It’s been two great years since Rambutan Literary started publishing work from the global Southeast Asian literary community. We’ve grown from a tiny journal with a handful of readers to a robust, (proudly) small publication with a readership of thousands worldwide. We continue to publish literature from both established and emerging Southeast Asian writers, and we’re even currently sponsoring the Sing Lit Station 2018 Hawker Prize for Southeast Asian Poetry.

As we enter our third year, we want to celebrate the work that we’ve accomplished together, the amazing literature we’ve had the honor to publish, and the awesome writers we’ve gotten to work with by organizing an anthology of some of our favorite pieces from the last two years!

The Kickstarter thus far has achieved $1,224 in pledges toward a $3,370 goal, with 10 days remaining in the campaign.

(3) YOU GOT YOUR POLITICS IN MY SCIENCE-FICTION. At Tor.com, Judith Tarr provides a re-read review of Andre Norton’s Daybreak – 2250 A.D.:

Here, seven years after the bombing of Hiroshima and Nagasaki, Norton gives us the complete destruction of Western civilization and the near-destruction of the human race. She knows about radiation poisoning, she speculates about the range and quality of mutations from it, and she makes it clear that she sees no other end to the atomic age than a cataclysmic blowup.

She also, even before Brown v. Board of Education and right in the middle of the McCarthy era, made clear that the future will not be pure white, though it may be relentlessly patriarchal. Her hero may have fair skin but he’s something other than Aryan-Caucasian, and his closest friend is African-American, descended from the Tuskegee Airmen. The implicitly white Plains people actually have a female leader, and the only women who speak in the whole novel speak at the end against the men’s insistence on perpetual war…

Her theme here, just as much as in her works of the Eighties and later, is that all humans need to work together, that cultural differences are not measures of superiority or its opposite, and that the real future of humanity is among the stars.

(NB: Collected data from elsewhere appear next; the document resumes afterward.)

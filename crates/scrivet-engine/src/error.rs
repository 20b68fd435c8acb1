// SPDX-License-Identifier: Apache-2.0 OR MIT
use thiserror::Error;

/// Structural failure raised while parsing template source.
///
/// The position is the zero-based character offset at which the failure was
/// detected. Both fields are part of the rendered message, so callers that
/// surface `Display` output get `Expected '$end' at position: 24` verbatim.
#[derive(Debug, Clone, PartialEq, Eq, Error)]
#[error("{message} at position: {position}")]
pub struct ParseError {
    /// Human-readable description, e.g. `Expected ')'`.
    pub message: String,
    /// Zero-based character offset into the template source.
    pub position: usize,
}

impl ParseError {
    pub(crate) fn new(message: impl Into<String>, position: usize) -> Self {
        Self {
            message: message.into(),
            position,
        }
    }

    pub(crate) fn expected(what: &str, position: usize) -> Self {
        Self::new(format!("Expected '{what}'"), position)
    }
}

/// Failure raised while walking a parsed template.
///
/// Render errors abort the render call without producing partial output; the
/// template itself stays valid and may be rendered again with another context.
#[derive(Debug, Error)]
pub enum RenderError {
    /// A name could not be resolved inside a derived (iteration) scope.
    #[error("Unknown variable {name}")]
    UnknownVariable {
        /// The name as written in the template.
        name: String,
    },
    /// `$call` named a macro that is not registered.
    #[error("No such macro {name}")]
    NoSuchMacro {
        /// The macro name as written in the template.
        name: String,
    },
    /// No registered formatter claimed the `${name|pattern}` pattern.
    #[error("Unsupported format {pattern}")]
    UnsupportedFormat {
        /// The pattern as written in the template.
        pattern: String,
    },
    /// `$include` failed: the loader refused the path, or the loaded source
    /// failed to parse.
    #[error("failed to include {path}")]
    Include {
        /// The include path as written in the template.
        path: String,
        /// The loader or parse failure that caused this.
        #[source]
        source: Box<dyn std::error::Error + Send + Sync>,
    },
    /// A formatter was handed a value of the wrong type (e.g. a date pattern
    /// applied to a boolean).
    #[error("{message}")]
    ValueTypeMismatch {
        /// Description of the rejected value.
        message: String,
    },
}

impl RenderError {
    /// Builds an [`UnknownVariable`](RenderError::UnknownVariable) error.
    pub fn unknown_variable(name: impl Into<String>) -> Self {
        RenderError::UnknownVariable { name: name.into() }
    }

    /// Builds a [`ValueTypeMismatch`](RenderError::ValueTypeMismatch) error;
    /// intended for formatter implementations.
    pub fn type_mismatch(message: impl Into<String>) -> Self {
        RenderError::ValueTypeMismatch {
            message: message.into(),
        }
    }
}

/// Unified error for entry points that parse and render in one call.
#[derive(Debug, Error)]
pub enum Error {
    /// The template source failed to parse.
    #[error(transparent)]
    Parse(#[from] ParseError),
    /// The template failed to render.
    #[error(transparent)]
    Render(#[from] RenderError),
}
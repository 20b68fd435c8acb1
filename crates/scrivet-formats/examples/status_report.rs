// SPDX-License-Identifier: Apache-2.0 OR MIT
//! Renders a small Markdown status report with the stock formatters.
//!
//! Run with `cargo run --example status_report -p scrivet-formats`.

use chrono::{Offset, Utc};
use scrivet_engine::Template;
use scrivet_formats::standard_options;
use serde_json::json;

const REPORT: &str = "\
# Deploy report ${date|%d %B %Y}

$each(services)
- ${name}: ${uptime|0.00%} uptime$if_has_many(../incidents) (see incidents)$end
$end
$unless_has_many(incidents)
No open incidents.
$end
";

fn main() -> Result<(), Box<dyn std::error::Error>> {
    let template = Template::parse(REPORT)?;
    let data = json!({
        "date": "2024-03-01",
        "services": [
            {"name": "api", "uptime": 0.9993},
            {"name": "worker", "uptime": 1.0},
        ],
        "incidents": [],
    });

    print!("{}", template.render_with(&data, &standard_options(Utc.fix()))?);
    Ok(())
}
#![forbid(unsafe_code)]
// SPDX-License-Identifier: Apache-2.0 OR MIT
//! Parser and renderer for `$`-directive text templates.
//!
//! A template is compiled once into an immutable node tree and rendered any
//! number of times against caller-supplied contexts:
//!
//! ```
//! use scrivet_engine::{Template, Value};
//! use indexmap::IndexMap;
//!
//! let template = Template::parse("Hello ${name}!")?;
//! let mut ctx = IndexMap::new();
//! ctx.insert("name".to_string(), Value::from("world"));
//! assert_eq!(template.render(&ctx)?, "Hello world!");
//! # Ok::<(), Box<dyn std::error::Error>>(())
//! ```
//!
//! The engine itself performs no I/O and holds no global state; dates,
//! numbers, includes and macros are delegated to the collaborators carried by
//! [`RenderOptions`]. The `scrivet-formats` crate provides stock
//! implementations.

pub mod ast;
mod error;
mod options;
mod parser;
mod render;
mod scope;
mod value;

pub use error::{Error, ParseError, RenderError};
pub use options::{
    IncludeLoader, IncludeNotConfigured, RenderOptions, RenderOptionsBuilder, TemplateMacro,
    ValueFormatter,
};
pub use scope::ValueLookup;
pub use value::{Projectable, Value};

use ast::Node;
use std::fmt;

/// A parsed template: an immutable node tree plus its original source.
///
/// Parsing is pure and deterministic; a `Template` never mutates after
/// construction, so it is safe to cache and to render from several threads at
/// once.
#[derive(Clone)]
pub struct Template {
    source: String,
    children: Vec<Node>,
}

impl fmt::Debug for Template {
    fn fmt(&self, f: &mut fmt::Formatter<'_>) -> fmt::Result {
        f.debug_struct("Template")
            .field("source", &self.source)
            .field("nodes", &self.children.len())
            .finish()
    }
}

impl Template {
    /// Compiles template source into a node tree.
    pub fn parse(source: &str) -> Result<Self, ParseError> {
        let children = parser::parse_source(source)?;
        Ok(Self {
            source: source.to_string(),
            children,
        })
    }

    /// Returns the original template source.
    pub fn source(&self) -> &str {
        &self.source
    }

    /// Returns the parsed node tree.
    pub fn children(&self) -> &[Node] {
        &self.children
    }

    /// Renders against `context` with default [`RenderOptions`].
    pub fn render(&self, context: &dyn ValueLookup) -> Result<String, RenderError> {
        self.render_with(context, &RenderOptions::default())
    }

    /// Renders against `context` with the given collaborators.
    pub fn render_with(
        &self,
        context: &dyn ValueLookup,
        options: &RenderOptions,
    ) -> Result<String, RenderError> {
        let mut output = String::new();
        render::render_nodes(&self.children, context, options, &mut output)?;
        Ok(output)
    }
}

/// Parses and renders in one call.
pub fn render_str(
    source: &str,
    context: &dyn ValueLookup,
    options: &RenderOptions,
) -> Result<String, Error> {
    let template = Template::parse(source)?;
    Ok(template.render_with(context, options)?)
}
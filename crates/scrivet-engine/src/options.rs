// SPDX-License-Identifier: Apache-2.0 OR MIT
use std::collections::HashMap;
use std::sync::Arc;

use thiserror::Error;

use crate::error::RenderError;
use crate::scope::ValueLookup;
use crate::value::Value;

/// A typed formatter back-end for `${name|pattern}`.
///
/// Formatters are consulted in registration order; the first one whose
/// [`supports`](ValueFormatter::supports) accepts the pattern formats the
/// value.
pub trait ValueFormatter: Send + Sync {
    /// Whether this formatter understands `pattern`.
    fn supports(&self, pattern: &str) -> bool;
    /// Formats `value` according to `pattern`. Implementations reject values
    /// of the wrong type with [`RenderError::ValueTypeMismatch`].
    fn format(&self, value: &Value, pattern: &str) -> Result<String, RenderError>;
}

/// A callable invoked by `$call(name)`.
///
/// Arguments arrive as strings: each `$arg` body is rendered in the caller's
/// context before the macro runs.
pub trait TemplateMacro: Send + Sync {
    /// Produces the text to splice into the output.
    fn apply(&self, args: &HashMap<String, String>) -> Result<String, RenderError>;
}

impl<F> TemplateMacro for F
where
    F: Fn(&HashMap<String, String>) -> Result<String, RenderError> + Send + Sync,
{
    fn apply(&self, args: &HashMap<String, String>) -> Result<String, RenderError> {
        self(args)
    }
}

/// Resolves `$include` paths to template source.
pub trait IncludeLoader: Send + Sync {
    /// Returns the template text for `path`.
    fn load(&self, path: &str) -> Result<String, Box<dyn std::error::Error + Send + Sync>>;
}

impl<F> IncludeLoader for F
where
    F: Fn(&str) -> Result<String, Box<dyn std::error::Error + Send + Sync>> + Send + Sync,
{
    fn load(&self, path: &str) -> Result<String, Box<dyn std::error::Error + Send + Sync>> {
        self(path)
    }
}

/// Error produced when a template uses `$include` but no loader was
/// configured.
#[derive(Debug, Error)]
#[error("include loading is not configured")]
pub struct IncludeNotConfigured;

type NotFoundHandler = dyn Fn(&str, &dyn ValueLookup) -> String + Send + Sync;

/// The replaceable collaborators a render call uses.
///
/// Options are immutable once built and cheap to clone (the registries are
/// shared). The default set has no formatters, no macros, an include loader
/// that fails with [`IncludeNotConfigured`], and a not-found fallback that
/// emits the empty string.
#[derive(Clone)]
pub struct RenderOptions {
    formatters: Arc<Vec<Arc<dyn ValueFormatter>>>,
    macros: Arc<HashMap<String, Arc<dyn TemplateMacro>>>,
    loader: Option<Arc<dyn IncludeLoader>>,
    not_found: Arc<NotFoundHandler>,
}

impl Default for RenderOptions {
    fn default() -> Self {
        RenderOptions::builder().build()
    }
}

impl RenderOptions {
    /// Returns a builder for assembling options.
    pub fn builder() -> RenderOptionsBuilder {
        RenderOptionsBuilder::new()
    }

    /// Dispatches to the first registered formatter that supports `pattern`.
    pub fn format_value(&self, value: &Value, pattern: &str) -> Result<String, RenderError> {
        for formatter in self.formatters.iter() {
            if formatter.supports(pattern) {
                return formatter.format(value, pattern);
            }
        }
        Err(RenderError::UnsupportedFormat {
            pattern: pattern.to_string(),
        })
    }

    /// Fetches a registered macro by name.
    pub fn macro_named(&self, name: &str) -> Option<Arc<dyn TemplateMacro>> {
        self.macros.get(name).cloned()
    }

    /// Loads include source, failing with [`IncludeNotConfigured`] when no
    /// loader was registered.
    pub fn load_include(
        &self,
        path: &str,
    ) -> Result<String, Box<dyn std::error::Error + Send + Sync>> {
        match &self.loader {
            Some(loader) => loader.load(path),
            None => Err(Box::new(IncludeNotConfigured)),
        }
    }

    /// Produces the fallback text for a name that resolved to null.
    pub fn variable_not_found(&self, name: &str, context: &dyn ValueLookup) -> String {
        (self.not_found)(name, context)
    }
}

/// Builder for [`RenderOptions`].
#[derive(Default)]
pub struct RenderOptionsBuilder {
    formatters: Vec<Arc<dyn ValueFormatter>>,
    macros: HashMap<String, Arc<dyn TemplateMacro>>,
    loader: Option<Arc<dyn IncludeLoader>>,
    not_found: Option<Arc<NotFoundHandler>>,
}

impl RenderOptionsBuilder {
    /// Creates a new, empty builder.
    pub fn new() -> Self {
        Self::default()
    }

    /// Appends a formatter to the ordered list.
    pub fn register_formatter(&mut self, formatter: impl ValueFormatter + 'static) -> &mut Self {
        self.formatters.push(Arc::new(formatter));
        self
    }

    /// Registers a macro under `name`, replacing any previous registration.
    pub fn register_macro(
        &mut self,
        name: impl Into<String>,
        body: impl TemplateMacro + 'static,
    ) -> &mut Self {
        self.macros.insert(name.into(), Arc::new(body));
        self
    }

    /// Sets the `$include` loader.
    pub fn include_loader(&mut self, loader: impl IncludeLoader + 'static) -> &mut Self {
        self.loader = Some(Arc::new(loader));
        self
    }

    /// Replaces the fallback invoked when a variable resolves to null.
    pub fn on_variable_not_found<F>(&mut self, handler: F) -> &mut Self
    where
        F: Fn(&str, &dyn ValueLookup) -> String + Send + Sync + 'static,
    {
        self.not_found = Some(Arc::new(handler));
        self
    }

    /// Finalises the builder into immutable options.
    pub fn build(&mut self) -> RenderOptions {
        RenderOptions {
            formatters: Arc::new(std::mem::take(&mut self.formatters)),
            macros: Arc::new(std::mem::take(&mut self.macros)),
            loader: self.loader.take(),
            not_found: self
                .not_found
                .take()
                .unwrap_or_else(|| Arc::new(|_: &str, _: &dyn ValueLookup| String::new())),
        }
    }
}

Apolitical? Not even slightly.

(4) SPEAKING OF APOLITICAL SF. A tweet from the prematurely-declared SFFCGuild claiming that Mary Shelley’s Frankenstein was apolitical evolved into a long, raucous Twitter thread on political messages in SFF. At one point, Jim Hines threatens to use a magic tattoo to make Scott Lynch bald. (click on the date/time stamp to see the whole thread)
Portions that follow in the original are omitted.